Her pleasant weight was no burden. Both breathed with increasing intensity as they explored each other, reminiscent of the earliest days of their passion. Time, already slowed in its unending passage, meant little to the lovers captured in a pose immortalized by poets and sculptors alike.
At some point, Darcy felt the toes of Elizabeth’s half-boots tapping the creases of his pant legs. The cloth snapped back and forth. He came up for air but did not free his delightful captive.
“When you insist that you need to ‘mull,’ the outcome is usually pleasant,” he said.
Elizabeth regarded him with an impertinent twinkle illuminating her chocolate eyes. “Enjoyed that, did you? I wanted to remind you of what you have been missing. Given your response to my forward behavior, I do not believe you have forgotten the paths we have trod through travail and joy.”
Darcy growled with ardor. “Impertinent minx! You may discover that my memory of just what can make you cry out is clearer than you wish.” His mock outrage softened at her chuckle. “You, Elizabeth, were trailing your coat during that passage through Selkirk’s woods, were you not? Look at what is entangled in your net if you dare.”
***
The bulge pushing against her thigh told Elizabeth that her tempting ramble had had the desired effect. She squirmed a little in his hold to tell him that she needed to be lowered to stand on her own two feet.
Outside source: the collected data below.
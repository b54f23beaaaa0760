use std::sync::Arc;

use axum::{
    Json, Router,
    extract::{Extension, Path},
    http::StatusCode,
    response::Response,
    routing::{get, post},
};
use serde_json::json;

use tribunal_core::{AppealId, OrganisationId};
use tribunal_registry::{CaseDraft, DecisionCode};

use crate::app::dto::{RespondRequest, appeal_detail_json, response_with_outcome_json};
use crate::app::errors::{domain_error_response, respond};
use crate::app::services::AppServices;
use crate::context::PrincipalContext;

pub fn router() -> Router {
    Router::new()
        .route("/api/appeals/:organisation_id", get(list))
        .route("/api/appeals/:organisation_id/create", post(create))
        .route("/api/appeals/:organisation_id/:appeal_id", get(get_one))
        .route(
            "/api/appeals/:organisation_id/:appeal_id/respond",
            post(add_response),
        )
}

async fn list(
    Extension(services): Extension<Arc<AppServices>>,
    Path(organisation_id): Path<OrganisationId>,
) -> Response {
    match services.registry.list_cases(organisation_id).await {
        Ok(appeals) => respond(StatusCode::OK, json!(appeals)),
        Err(e) => domain_error_response(e),
    }
}

async fn get_one(
    Extension(services): Extension<Arc<AppServices>>,
    Path((organisation_id, appeal_id)): Path<(OrganisationId, AppealId)>,
) -> Response {
    let appeal = match services.registry.get_case(organisation_id, appeal_id).await {
        Ok(appeal) => appeal,
        Err(e) => return domain_error_response(e),
    };

    let answers = match services.registry.case_answers(appeal_id).await {
        Ok(answers) => answers,
        Err(e) => return domain_error_response(e),
    };

    let responses = match services.processor.responses_for(appeal_id).await {
        Ok(responses) => responses,
        Err(e) => return domain_error_response(e),
    };

    respond(
        StatusCode::OK,
        appeal_detail_json(&appeal, &answers, &responses),
    )
}

async fn create(
    Extension(services): Extension<Arc<AppServices>>,
    Extension(principal): Extension<PrincipalContext>,
    Path(organisation_id): Path<OrganisationId>,
    Json(draft): Json<CaseDraft>,
) -> Response {
    match services
        .registry
        .create_case(organisation_id, principal.principal_id(), draft)
        .await
    {
        Ok(appeal) => respond(StatusCode::OK, json!(appeal)),
        Err(e) => domain_error_response(e),
    }
}

async fn add_response(
    Extension(services): Extension<Arc<AppServices>>,
    Extension(principal): Extension<PrincipalContext>,
    Path((organisation_id, appeal_id)): Path<(OrganisationId, AppealId)>,
    Json(body): Json<RespondRequest>,
) -> Response {
    // Scope check first: an appeal of another organisation must be
    // indistinguishable from a missing one.
    if let Err(e) = services.registry.get_case(organisation_id, appeal_id).await {
        return domain_error_response(e);
    }

    let decision = if body.decision == 0 {
        None
    } else {
        match DecisionCode::new(body.decision) {
            Ok(code) => Some(code),
            Err(e) => return domain_error_response(e),
        }
    };

    match services
        .processor
        .add_response(appeal_id, principal.principal_id(), body.content, decision)
        .await
    {
        Ok((response, outcome)) => respond(
            StatusCode::OK,
            response_with_outcome_json(&response, outcome),
        ),
        Err(e) => domain_error_response(e),
    }
}
//! `tribunal-auth` — bearer-credential service (zero-trust).
//!
//! This crate is intentionally decoupled from HTTP and storage: it issues,
//! validates and refreshes signed identity tokens, and hashes/verifies
//! password credentials. Authorization decisions over stored entities live
//! in `tribunal-directory`.

pub mod claims;
pub mod password;
pub mod token;

pub use claims::{Claims, TokenError, validate_window};
pub use password::{Argon2Hasher, PasswordError, PasswordHasher};
pub use token::{CredentialService, IssuedToken, TokenConfig, TokenPrincipal};
use argon2::{
    Argon2,
    password_hash::{PasswordHash, PasswordVerifier, SaltString, rand_core::OsRng},
};
use thiserror::Error;

#[derive(Debug, Error, Clone, PartialEq, Eq)]
pub enum PasswordError {
    #[error("password hashing failed")]
    HashingFailed,

    #[error("password cannot be empty")]
    Empty,
}

/// Password hashing port.
///
/// The primitive choice is a collaborator concern; components only depend on
/// this trait. Hashes are self-describing PHC strings, so the verifier does
/// not need to know which parameters produced them.
pub trait PasswordHasher: Send + Sync {
    fn hash(&self, plain: &str) -> Result<String, PasswordError>;
    fn verify(&self, plain: &str, hash: &str) -> bool;
}

/// Argon2id implementation with default parameters.
#[derive(Debug, Default)]
pub struct Argon2Hasher;

impl PasswordHasher for Argon2Hasher {
    fn hash(&self, plain: &str) -> Result<String, PasswordError> {
        if plain.is_empty() {
            return Err(PasswordError::Empty);
        }
        let salt = SaltString::generate(&mut OsRng);
        argon2::PasswordHasher::hash_password(&Argon2::default(), plain.as_bytes(), &salt)
            .map(|h| h.to_string())
            .map_err(|_| PasswordError::HashingFailed)
    }

    fn verify(&self, plain: &str, hash: &str) -> bool {
        let Ok(parsed) = PasswordHash::new(hash) else {
            return false;
        };
        Argon2::default()
            .verify_password(plain.as_bytes(), &parsed)
            .is_ok()
    }
}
Feeling a soft unevenness beneath her soles, Elizabeth looked down to see the lambswool throw. She stooped and lifted the coverlet in her hands, spearing Darcy with a raised eyebrow. His innocent look told her that the man-boy she loved well had returned from the far country.
He gently pulled the blanket free. “I was unsure whether we would put this to our traditional use. However, I was determined to be prepared.” As she watched, eyes wide at the unvarnished meaning behind his statement, Darcy snapped the throw in the brisk afternoon air and settled it atop the knoll. His hand reached out to hers and he led her—unresisting, anticipation roiling her innards—onto the velvety bower.
There, unseen by any but the birds overhead, the Darcys found their old felicity. Hobgoblins of the mind were vanquished in the fires of their love. Beneath the heavenly sphere, the couple gamboled and soared, straining to touch the sun as it slowly trekked toward its nightly home behind the Peak.